Make your move
We often wait until the planets are aligned perfectly before starting a new plan.
Or we choose symbolic times like New Year’s Day to morph into our new selves.
I say: “Why wait”?
Here’s something you can do now, without having to wait until Sunday.
Choose a very small action you can take (if not immediately, then before this day is out) that will move you ever so slightly in the direction you really want to go.
The folks at the Persuasive Tech Lab at Stanford, led by B.J. Fogg, suggest that creating new habits might best be accomplished by linking the tiniest of behaviors with things we already do every day- turning on the coffee, getting in the car, flushing the toilet, checking our messages, etc.
When they talk about tiny they really mean tiny, defined as something which can be done in 30 seconds or less. Makes sense, right? Anything requiring more than a half minute’s effort is much less likely to be done in the first place and replicated over the long term, i.e., become a habit.
The rationale for linking a new activity with an existing behavior is not complicated. In the course of doing the familiar, we create an accompanying behavior which gets repeated often, to the point of becoming routine. And voila, a desired habit is born.
Here’s an example: Let’s say you’ve thought about lifting weights because you’ve heard doing so will help offset the loss of bone density and muscle mass you experience as you age (you’d be right).
You’ve thought about it a lot but never got around to figuring out how to incorporate weight work into your daily regimen.
Using the baby step approach, after starting the coffee maker each morning (choose a different example, if you wish) you decide you will pick up those dumb bells collecting dust in your spare room and do 5 curls with each arm.
It’s quick, easy and by doing it multiple times a day (if you pair it with something you do often, like checking your phone, for example), you reinforce a behavior you’ve been wanting to do for years.
Will doing a few reps with weights several times a day make a dramatic difference in your health? Probably not.
Will it help you overcome a certain inertia and kick start a healthy habit that can grow over time? Most certainly yes.
One last thing.
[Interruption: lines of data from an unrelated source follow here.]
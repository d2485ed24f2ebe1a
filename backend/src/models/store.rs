//! Commitment Store
//!
//! The authoritative mapping of finalized (provider, slot) assignments.
//! Everything else in the engine is derived from it: the score function
//! reads per-provider counts, the resolver reads slot consumption, and
//! the driver's marker sets are advisory overlays with no effect on
//! resolution beyond what the store already encodes.
//!
//! # Critical Invariants
//!
//! 1. A (provider, slot) pair is committed at most once (set semantics)
//! 2. A slot is "consumed" for all providers once any provider holds it
//! 3. The driver only ever adds commitments; removal happens only via
//!    `clear()` or a manual `toggle`

use crate::core::slots::SlotId;
use crate::models::provider::ProviderId;
use serde::{Deserialize, Serialize};
use std::collections::BTreeSet;

/// Sparse boolean relation between providers and slots.
///
/// Backed by an ordered set so iteration order is deterministic, which
/// keeps replays with a fixed RNG seed byte-for-byte identical.
///
/// # Example
/// ```
/// use slot_allocator_core_rs::{CommitmentStore, SlotId};
///
/// let mut store = CommitmentStore::new();
/// store.commit(3, SlotId::new(10, 30));
/// assert_eq!(store.count(3), 1);
/// assert!(store.slot_taken(SlotId::new(10, 30)));
/// ```
#[derive(Debug, Clone, Default, PartialEq, Eq, Serialize, Deserialize)]
pub struct CommitmentStore {
    committed: BTreeSet<(ProviderId, SlotId)>,
}

impl CommitmentStore {
    /// Create an empty store
    pub fn new() -> Self {
        Self::default()
    }

    /// Flip membership of a (provider, slot) pair (manual control).
    ///
    /// Returns the new membership state: `true` if the pair is now
    /// committed, `false` if the flip removed it.
    pub fn toggle(&mut self, provider: ProviderId, slot: SlotId) -> bool {
        let key = (provider, slot);
        if self.committed.remove(&key) {
            false
        } else {
            self.committed.insert(key);
            true
        }
    }

    /// Set membership true. Idempotent; never fails.
    pub fn commit(&mut self, provider: ProviderId, slot: SlotId) {
        self.committed.insert((provider, slot));
    }

    /// Empty the store (weight change or explicit reset)
    pub fn clear(&mut self) {
        self.committed.clear();
    }

    /// Committed-slot count for one provider
    pub fn count(&self, provider: ProviderId) -> usize {
        self.committed.iter().filter(|(p, _)| *p == provider).count()
    }

    /// Whether this exact pair is committed
    pub fn is_committed(&self, provider: ProviderId, slot: SlotId) -> bool {
        self.committed.contains(&(provider, slot))
    }

    /// The provider holding `slot`, if any.
    ///
    /// With one holder per slot (the toggle path is the collaborator's
    /// responsibility) this is the slot's unique owner.
    pub fn holder_of(&self, slot: SlotId) -> Option<ProviderId> {
        self.committed
            .iter()
            .find(|(_, s)| *s == slot)
            .map(|(p, _)| *p)
    }

    /// Whether any provider holds `slot`
    pub fn slot_taken(&self, slot: SlotId) -> bool {
        self.holder_of(slot).is_some()
    }

    /// Total number of committed pairs
    pub fn len(&self) -> usize {
        self.committed.len()
    }

    /// Whether the store has no commitments
    pub fn is_empty(&self) -> bool {
        self.committed.is_empty()
    }

    /// Iterate committed pairs in (provider, slot) order
    pub fn iter(&self) -> impl Iterator<Item = (ProviderId, SlotId)> + '_ {
        self.committed.iter().copied()
    }
}
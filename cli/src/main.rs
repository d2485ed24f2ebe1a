//! Headless scenario runner.
//!
//! Loads a JSON scenario, runs the simulation driver to completion, and
//! prints each committed assignment plus a per-provider summary. Useful
//! for replaying a seeded scenario outside the presentation layer.

use slot_allocator_core_rs::{RunState, Scheduler, SchedulerConfig};
use std::env;
use std::fs;
use std::process::ExitCode;

/// Upper bound on ticks before the run is declared stuck
const MAX_TICKS: usize = 100_000;

fn main() -> ExitCode {
    let mut args = env::args().skip(1);
    let path = match args.next() {
        Some(p) => p,
        None => {
            eprintln!("usage: slot-allocator <scenario.json>");
            return ExitCode::from(2);
        }
    };

    let json = match fs::read_to_string(&path) {
        Ok(j) => j,
        Err(e) => {
            eprintln!("error: cannot read {path}: {e}");
            return ExitCode::FAILURE;
        }
    };

    let config = match SchedulerConfig::from_json(&json) {
        Ok(c) => c,
        Err(e) => {
            eprintln!("error: {e}");
            return ExitCode::FAILURE;
        }
    };

    let mut scheduler = match Scheduler::new(config) {
        Ok(s) => s,
        Err(e) => {
            eprintln!("error: {e}");
            return ExitCode::FAILURE;
        }
    };

    println!(
        "{} slots, {} providers",
        scheduler.grid().len(),
        scheduler.providers().len()
    );

    scheduler.start();
    while scheduler.run_state() != RunState::Idle {
        if scheduler.clock() >= MAX_TICKS {
            eprintln!("error: no termination after {MAX_TICKS} ticks");
            return ExitCode::FAILURE;
        }
        let result = scheduler.tick();
        for assignment in &result.committed {
            println!(
                "tick {:>4}  commit  {}  -> provider {}",
                result.tick, assignment.slot, assignment.provider
            );
        }
    }

    println!();
    for provider in scheduler.providers() {
        println!(
            "provider {} ({}): {} slots",
            provider.id(),
            provider.display_name(),
            scheduler.store().count(provider.id())
        );
    }
    println!(
        "done at tick {} with {} commitments",
        scheduler.clock(),
        scheduler.store().len()
    );

    ExitCode::SUCCESS
}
Fogg and his team suggest it helps to give yourself a little shout out each time you complete your new behavior. A hardy ‘yahoo’ or equally emphatic utterance can have the effect of anchoring the feeling of success.
And the more we succeed, the greater our desire to want (and do) more of the same; ingredients of a nice, upward spiral, for sure.
I hope you’ll give it a try and let me know how it works for you.